▶ **RECORD EXTRACTS**:
[Start of Attachment]
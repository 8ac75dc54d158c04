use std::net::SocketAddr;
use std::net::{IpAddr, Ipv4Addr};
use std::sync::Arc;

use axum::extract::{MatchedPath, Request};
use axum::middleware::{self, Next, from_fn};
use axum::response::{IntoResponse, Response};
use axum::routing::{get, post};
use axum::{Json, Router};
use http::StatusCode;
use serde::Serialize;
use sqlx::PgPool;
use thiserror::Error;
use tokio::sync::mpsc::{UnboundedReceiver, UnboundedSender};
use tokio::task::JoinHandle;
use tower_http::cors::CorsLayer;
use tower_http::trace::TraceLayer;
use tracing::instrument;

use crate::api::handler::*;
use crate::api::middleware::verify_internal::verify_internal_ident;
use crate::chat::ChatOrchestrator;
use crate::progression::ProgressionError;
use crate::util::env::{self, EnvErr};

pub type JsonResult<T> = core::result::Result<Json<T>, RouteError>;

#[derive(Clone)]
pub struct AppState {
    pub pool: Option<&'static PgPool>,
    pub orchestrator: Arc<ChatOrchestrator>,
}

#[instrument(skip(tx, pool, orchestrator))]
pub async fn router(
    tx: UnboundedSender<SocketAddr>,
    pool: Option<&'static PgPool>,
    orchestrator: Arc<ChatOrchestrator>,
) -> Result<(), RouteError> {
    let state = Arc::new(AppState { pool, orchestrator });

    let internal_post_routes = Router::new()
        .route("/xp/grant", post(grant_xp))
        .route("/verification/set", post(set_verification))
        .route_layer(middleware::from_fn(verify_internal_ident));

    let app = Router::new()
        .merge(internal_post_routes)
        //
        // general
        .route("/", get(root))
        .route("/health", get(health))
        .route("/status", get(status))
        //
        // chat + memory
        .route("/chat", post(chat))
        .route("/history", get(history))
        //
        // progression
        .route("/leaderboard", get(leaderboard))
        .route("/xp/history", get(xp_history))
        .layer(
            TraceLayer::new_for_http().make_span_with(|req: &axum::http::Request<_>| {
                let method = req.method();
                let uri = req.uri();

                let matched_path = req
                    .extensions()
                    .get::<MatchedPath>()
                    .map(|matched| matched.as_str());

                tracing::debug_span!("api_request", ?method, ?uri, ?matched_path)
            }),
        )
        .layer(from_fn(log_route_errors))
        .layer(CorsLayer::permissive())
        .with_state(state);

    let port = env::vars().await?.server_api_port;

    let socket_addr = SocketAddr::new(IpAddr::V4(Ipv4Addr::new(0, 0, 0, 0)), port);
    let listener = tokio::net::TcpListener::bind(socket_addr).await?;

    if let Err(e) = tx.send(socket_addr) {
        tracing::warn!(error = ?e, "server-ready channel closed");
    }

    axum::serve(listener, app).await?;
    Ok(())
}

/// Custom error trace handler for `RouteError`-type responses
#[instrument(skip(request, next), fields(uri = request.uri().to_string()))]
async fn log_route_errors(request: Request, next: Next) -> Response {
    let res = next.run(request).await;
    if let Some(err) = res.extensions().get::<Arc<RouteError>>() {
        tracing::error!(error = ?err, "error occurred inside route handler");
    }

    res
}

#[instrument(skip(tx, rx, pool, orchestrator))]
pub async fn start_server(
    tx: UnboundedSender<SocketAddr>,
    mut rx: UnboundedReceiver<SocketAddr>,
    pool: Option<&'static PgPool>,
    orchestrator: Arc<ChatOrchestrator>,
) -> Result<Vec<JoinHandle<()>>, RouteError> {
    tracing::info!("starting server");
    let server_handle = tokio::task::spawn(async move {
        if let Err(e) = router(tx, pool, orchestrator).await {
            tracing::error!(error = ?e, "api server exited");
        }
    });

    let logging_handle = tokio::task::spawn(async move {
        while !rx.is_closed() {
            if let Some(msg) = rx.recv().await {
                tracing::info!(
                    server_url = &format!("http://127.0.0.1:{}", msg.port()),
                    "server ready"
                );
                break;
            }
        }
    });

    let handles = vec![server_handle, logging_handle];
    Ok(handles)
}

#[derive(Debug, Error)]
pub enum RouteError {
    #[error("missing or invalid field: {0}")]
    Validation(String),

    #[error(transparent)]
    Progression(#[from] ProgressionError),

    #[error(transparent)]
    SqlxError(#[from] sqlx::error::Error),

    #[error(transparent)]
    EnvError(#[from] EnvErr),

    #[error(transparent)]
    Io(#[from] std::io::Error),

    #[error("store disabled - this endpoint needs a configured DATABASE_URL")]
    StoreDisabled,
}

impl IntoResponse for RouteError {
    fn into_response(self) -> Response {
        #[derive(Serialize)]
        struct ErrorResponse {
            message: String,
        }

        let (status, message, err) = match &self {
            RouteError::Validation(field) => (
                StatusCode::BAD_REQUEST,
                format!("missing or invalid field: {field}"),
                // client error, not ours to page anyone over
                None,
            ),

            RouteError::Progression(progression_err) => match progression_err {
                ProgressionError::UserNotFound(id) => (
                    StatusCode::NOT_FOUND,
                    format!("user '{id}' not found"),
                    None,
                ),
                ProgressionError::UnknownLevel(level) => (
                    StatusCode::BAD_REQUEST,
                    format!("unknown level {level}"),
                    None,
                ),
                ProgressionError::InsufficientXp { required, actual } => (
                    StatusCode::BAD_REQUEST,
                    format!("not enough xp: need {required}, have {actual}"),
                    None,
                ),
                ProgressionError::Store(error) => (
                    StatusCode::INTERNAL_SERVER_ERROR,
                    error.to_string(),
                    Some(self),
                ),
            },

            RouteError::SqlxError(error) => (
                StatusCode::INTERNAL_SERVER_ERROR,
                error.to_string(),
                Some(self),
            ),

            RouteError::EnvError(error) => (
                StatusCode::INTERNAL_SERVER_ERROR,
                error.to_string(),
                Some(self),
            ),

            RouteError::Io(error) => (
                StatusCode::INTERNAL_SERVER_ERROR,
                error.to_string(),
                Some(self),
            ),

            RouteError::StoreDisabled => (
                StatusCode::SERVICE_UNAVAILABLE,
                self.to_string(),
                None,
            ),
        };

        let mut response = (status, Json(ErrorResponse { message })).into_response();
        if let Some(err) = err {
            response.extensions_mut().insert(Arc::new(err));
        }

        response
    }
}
[End of Attachment]
▶ **TASK TO COMPLETE**: Would you copy out each line of the records above where the word "crate" occurs?

▶ **RESPONSE TO THE TASK**:
use crate::api::handler::*;
use crate::api::middleware::verify_internal::verify_internal_ident;
use crate::chat::ChatOrchestrator;
use crate::progression::ProgressionError;
use crate::util::env::{self, EnvErr};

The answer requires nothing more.